The beneficiary of the back to back credit may be located inside or outside the original beneficiary’s country.

v) Red Clause Credit: A Red Clause Credit is a credit with a special condition incorporated into it that authorizes the confirming Bank or any other Nominated Bank to make advances to the beneficiary before presentation of the documents. Under the above credit, the issuing bank is liable for the pre-shipment advances made by the nominated bank, in case the beneficiary fails to repay or present the documents for settlement.

vi) Standby Credits : The Standby Credit is a documentary credit or similar arrangement, however named or described, which represents an obligation to the beneficiary on the part of the Issuing Bank to : a) repay money borrowed by the applicant, or advanced to or for the account of the applicant; (b)Make payment on account of any indebtedness undertaken by the applicant; or (c)Make payment on account of any default by the applicant in the performance of an obligation.
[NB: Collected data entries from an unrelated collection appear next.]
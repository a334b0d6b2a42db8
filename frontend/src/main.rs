use shared::{Book, ReferenceQuery};
use yew::prelude::*;

mod components;
mod hooks;
mod services;

use components::ai_summary::AiSummaryView;
use components::categories::CategoryTable;
use components::flows::FlowTable;
use components::notification::NotificationBar;
use components::payees::PayeeTable;
use components::templates::TemplateTable;
use components::tree_select::{leaves, TreeSelect};
use hooks::use_notification::use_notification;
use hooks::use_reference_list::use_reference_list;
use services::api::ApiClient;
use services::config::AppConfig;
use services::logging::ConsoleLogger;

const NOTICE_DURATION_MS: u32 = 3_000;

#[derive(Debug, Clone, Copy, PartialEq, Eq)]
enum Tab {
    Flows,
    Categories,
    Payees,
    Templates,
    AiSummary,
}

impl Tab {
    const ALL: [Tab; 5] = [Tab::Flows, Tab::Categories, Tab::Payees, Tab::Templates, Tab::AiSummary];

    fn label(&self) -> &'static str {
        match self {
            Tab::Flows => "Balance Flows",
            Tab::Categories => "Categories",
            Tab::Payees => "Payees",
            Tab::Templates => "Book Templates",
            Tab::AiSummary => "AI Summary",
        }
    }
}

#[derive(Properties, PartialEq)]
struct AppProps {
    config: AppConfig,
}

#[function_component(App)]
fn app(props: &AppProps) -> Html {
    let config = &props.config;
    let api_client = use_memo(config.clone(), ApiClient::from_config);
    let api_client = (*api_client).clone();

    let notification = use_notification(NOTICE_DURATION_MS);
    let notify = notification.notify.clone();
    let tab = use_state(|| Tab::Flows);
    let books = use_reference_list::<Book>(&api_client, ReferenceQuery::books());
    let current_book = use_state(|| Option::<Book>::None);

    // Books drive every screen, so load them up front
    {
        let load = books.load.clone();
        use_effect_with((), move |_| {
            load.emit(());
            || ()
        });
    }

    // Default to the first book once the list arrives
    {
        let current_book = current_book.clone();
        use_effect_with(books.items.clone(), move |items| {
            let still_listed = current_book
                .as_ref()
                .is_some_and(|book| items.iter().any(|b| b.id == book.id));
            if !still_listed {
                current_book.set(items.first().cloned());
            }
            || ()
        });
    }

    let on_book = {
        let current_book = current_book.clone();
        let items = books.items.clone();
        Callback::from(move |choice: Option<(i64, String)>| {
            let book = choice.and_then(|(id, _)| items.iter().find(|b| b.id == id).cloned());
            if book.is_some() {
                current_book.set(book);
            }
        })
    };

    let content = match (*tab, (*current_book).clone()) {
        (Tab::Flows, book) => html! {
            <FlowTable
                api_client={api_client.clone()}
                book={book}
                page_size={config.page_size}
                notify={notify.clone()}
            />
        },
        (Tab::Categories, Some(book)) => html! {
            <CategoryTable key={book.id} api_client={api_client.clone()} book_id={book.id} notify={notify.clone()} />
        },
        (Tab::Payees, Some(book)) => html! {
            <PayeeTable
                key={book.id}
                api_client={api_client.clone()}
                book_id={book.id}
                page_size={config.page_size}
                notify={notify.clone()}
            />
        },
        (Tab::Categories | Tab::Payees, None) => html! {
            <p class="empty">{"Create a book first, e.g. from a template."}</p>
        },
        (Tab::Templates, _) => html! {
            <TemplateTable api_client={api_client.clone()} notify={notify.clone()} on_book_created={books.reload.clone()} />
        },
        (Tab::AiSummary, _) => html! {
            <AiSummaryView api_client={api_client.clone()} timeout_ms={config.ai_summary_timeout_ms} notify={notify.clone()} />
        },
    };

    html! {
        <div class="app">
            <NotificationBar notice={notification.current.clone()} on_dismiss={notification.dismiss.clone()} />
            <header class="app-header">
                <h1>{"MoneyWhere Admin"}</h1>
                <TreeSelect
                    id="current-book"
                    nodes={leaves(&books.items, |b| (b.id, b.name.clone(), true))}
                    selected={current_book.as_ref().map(|b| (b.id, b.name.clone()))}
                    loading={books.loading}
                    placeholder="No book"
                    on_focus={books.load.clone()}
                    on_change={on_book}
                />
            </header>
            <nav class="tabs">
                { for Tab::ALL.into_iter().map(|item| {
                    let tab = tab.clone();
                    let active = *tab == item;
                    html! {
                        <button
                            class={classes!("tab", active.then_some("active"))}
                            onclick={Callback::from(move |_: MouseEvent| tab.set(item))}
                        >
                            {item.label()}
                        </button>
                    }
                })}
            </nav>
            <main>{content}</main>
        </div>
    }
}

fn main() {
    let config = AppConfig::load();
    if let Err(e) = ConsoleLogger::init(config.level_filter()) {
        gloo::console::error!(format!("Logger already installed: {}", e));
    }
    log::info!("Starting admin frontend against {}", config.api_base_url);
    yew::Renderer::<App>::with_props(AppProps { config }).render();
}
1. 3 Operations of Documentary Letter of Credit

The following five major steps are involved in the operation of a documentary letter of credit:

i) Issuing;

ii) Advising;

iii) Confirmation and Amendment (if necessary);

iv) Presentation;

v) Settlement.

i)Issuing a Letter of Credit: Before issuing L/C, the buyer and seller located in different countries, conclude a ‘sales contract’ providing for payment by documentary credit. As per requirement of the seller, the buyer then instructs the bank – the issuing bank – to issue a credit in favor of the seller (beneficiary).

Instruction/Application for issuing a credit should be made by the buyer (importer) in the issuing bank’s standard form. The credit application which contains the full details of the proposed credit, also serves as an agreement between the bank and the buyer. After being convinced about the ‘conditions’ contained in the application form the issuing bank then proceeds for opening the credit to be addressed to the beneficiary.
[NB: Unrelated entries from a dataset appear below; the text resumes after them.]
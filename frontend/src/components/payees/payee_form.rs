use shared::{Payee, PayeeForm, Resource};
use web_sys::{HtmlInputElement, HtmlTextAreaElement};
use yew::prelude::*;

use crate::components::spawn_mutation;
use crate::hooks::use_notification::Notice;
use crate::services::api::ApiClient;

#[derive(Properties, PartialEq)]
pub struct PayeeFormModalProps {
    pub api_client: ApiClient,
    pub book_id: i64,
    /// Payee being updated; a new one is added when unset
    #[prop_or_default]
    pub payee: Option<Payee>,
    pub notify: Callback<Notice>,
    pub on_close: Callback<()>,
    pub on_saved: Callback<()>,
}

#[function_component(PayeeFormModal)]
pub fn payee_form_modal(props: &PayeeFormModalProps) -> Html {
    let form = use_state(|| match &props.payee {
        Some(payee) => PayeeForm {
            name: payee.name.clone(),
            notes: payee.notes.clone(),
            can_expense: payee.can_expense,
            can_income: payee.can_income,
            book_id: props.book_id,
        },
        None => PayeeForm {
            name: String::new(),
            notes: None,
            can_expense: true,
            can_income: true,
            book_id: props.book_id,
        },
    });
    let error = use_state(|| Option::<String>::None);

    let update = |apply: fn(&mut PayeeForm, &Event)| {
        let form = form.clone();
        Callback::from(move |e: Event| {
            let mut next = (*form).clone();
            apply(&mut next, &e);
            form.set(next);
        })
    };

    let onsubmit = {
        let api_client = props.api_client.clone();
        let payee_id = props.payee.as_ref().map(|p| p.id);
        let form = form.clone();
        let error = error.clone();
        let notify = props.notify.clone();
        let on_done = {
            let on_saved = props.on_saved.clone();
            let on_close = props.on_close.clone();
            Callback::from(move |_: ()| {
                on_saved.emit(());
                on_close.emit(());
            })
        };

        Callback::from(move |e: SubmitEvent| {
            e.prevent_default();
            let mut body = (*form).clone();
            body.name = body.name.trim().to_string();
            body.notes = body.notes.map(|n| n.trim().to_string()).filter(|n| !n.is_empty());
            if body.name.is_empty() {
                error.set(Some("Name is required".to_string()));
                return;
            }
            let api_client = api_client.clone();
            match payee_id {
                Some(id) => spawn_mutation(
                    async move { api_client.update(Resource::Payees, id, &body).await },
                    "Payee updated",
                    notify.clone(),
                    on_done.clone(),
                ),
                None => spawn_mutation(
                    async move { api_client.create(Resource::Payees, &body).await },
                    "Payee added",
                    notify.clone(),
                    on_done.clone(),
                ),
            }
        })
    };

    let on_cancel = {
        let on_close = props.on_close.clone();
        Callback::from(move |_: MouseEvent| on_close.emit(()))
    };

    html! {
        <div class="modal-backdrop">
            <div class="modal">
                <header class="modal-header">
                    <h2>{ if props.payee.is_some() { "Update payee" } else { "Add payee" } }</h2>
                </header>
                {if let Some(message) = error.as_ref() {
                    html! { <div class="form-message error">{message.clone()}</div> }
                } else { html! {} }}
                <form {onsubmit}>
                    <div class="form-group">
                        <label for="payee-name">{"Name"}</label>
                        <input id="payee-name" type="text" required=true value={form.name.clone()}
                            onchange={update(|f, e| f.name = e.target_unchecked_into::<HtmlInputElement>().value())} />
                    </div>
                    <label class="checkbox">
                        <input type="checkbox" checked={form.can_expense}
                            onchange={update(|f, e| f.can_expense = e.target_unchecked_into::<HtmlInputElement>().checked())} />
                        {"Can expense"}
                    </label>
                    <label class="checkbox">
                        <input type="checkbox" checked={form.can_income}
                            onchange={update(|f, e| f.can_income = e.target_unchecked_into::<HtmlInputElement>().checked())} />
                        {"Can income"}
                    </label>
                    <div class="form-group">
                        <label for="payee-notes">{"Notes"}</label>
                        <textarea id="payee-notes" value={form.notes.clone().unwrap_or_default()}
                            onchange={update(|f, e| f.notes = Some(e.target_unchecked_into::<HtmlTextAreaElement>().value()))} />
                    </div>
                    <footer class="modal-footer">
                        <button type="button" onclick={on_cancel}>{"Cancel"}</button>
                        <button type="submit" class="primary">{"Submit"}</button>
                    </footer>
                </form>
            </div>
        </div>
    }
}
ii)Advising a Letter of Credit: Advising through a bank is a proof of apparent authenticity of the credit to the seller.

The process of advising a credit consists of forwarding the original credit to the beneficiary to whom it is addressed. Before forwarding, the advising bank has to verify the signature(s) of the officer(s) of the issuing bank and ensure that the terms and conditions of the credit are not in violation of the existing exchange control regulations and other regulations relating to export. In such act of advising, the advising bank does not undertake any liability. However, an advising bank may also utilize the services of another bank (“second advising bank”) to advice the credit and any amendment to the beneficiary.

iii)Confirmation and Amendment of Credit: The beneficiaries are not always willing to rely on the credit standing of the issuing bank – particularly when bank is unknown to the beneficiary. Consequently, a beneficiary may request that the applicant instruct the issuing bank to have its credit confirmed by a confirming bank, usually in the beneficiary’s country. Moreover, parties involved in L/C, particularly the seller and the buyer cannot always satisfy the terms and conditions in full as expected due to some obvious and genuine reasons.

In such a situation, the credit should be amended. However, a credit can neither be amended nor cancelled without the agreement of the issuing bank, the confirming bank (if any) and the beneficiary.

iv)Presentation of Documents The seller being satisfied with the terms and conditions of the credit proceeds to dispatch the required goods to the buyer and after that, has to present the documents evidencing dispatching of goods and fulfilling other terms and conditions of L/C to the issuing or nominated bank on or before the stipulated expiry date of the credit.

After receiving all the documents, the issuing or nominated bank then examines the documents against the credit. If the documents are found complying, the bank will honor or negotiate.

v)Settlement: Settlement means fulfilling the commitment of issuing bank in regard to effecting payment subject to satisfying the credit terms fully. This settlement may be done under three separate arrangements as stipulated in the credit. These are:

  • a) Settlement by Payment: Here the beneficiary / presenter presents the documents to the nominated / issuing bank and the bank then scrutinizes the documents. If satisfied, the nominated / issuing bank makes payment to the beneficiary and in case this bank is other than the issuing bank, then sends the documents to the issuing bank. If the issuing bank is satisfied with the requirements, payment is obtained by the nominated bank from the issuing bank.
  • b) Settlements by Acceptance: Under this arrangement, the beneficiary / presenter submits the documents to the nominated / issuing bank accompanied by a draft drawn on the bank (where credit is available) at the specified tenor. After being satisfied with the documents, the bank accepts the documents and the draft and if it is a bank other than the issuing bank, then sends the documents to the issuing bank stating that it has accepted the draft and at maturity the reimbursement will be obtained in the pre-agreed manner.
  • c) Settlement by Negotiation: This settlement procedure starts with the submission of documents by the beneficiary / presenter to the nominated bank accompanied by a draft drawn on the issuing bank or any other drawee, at sight or at a tenor, as specified in the credit.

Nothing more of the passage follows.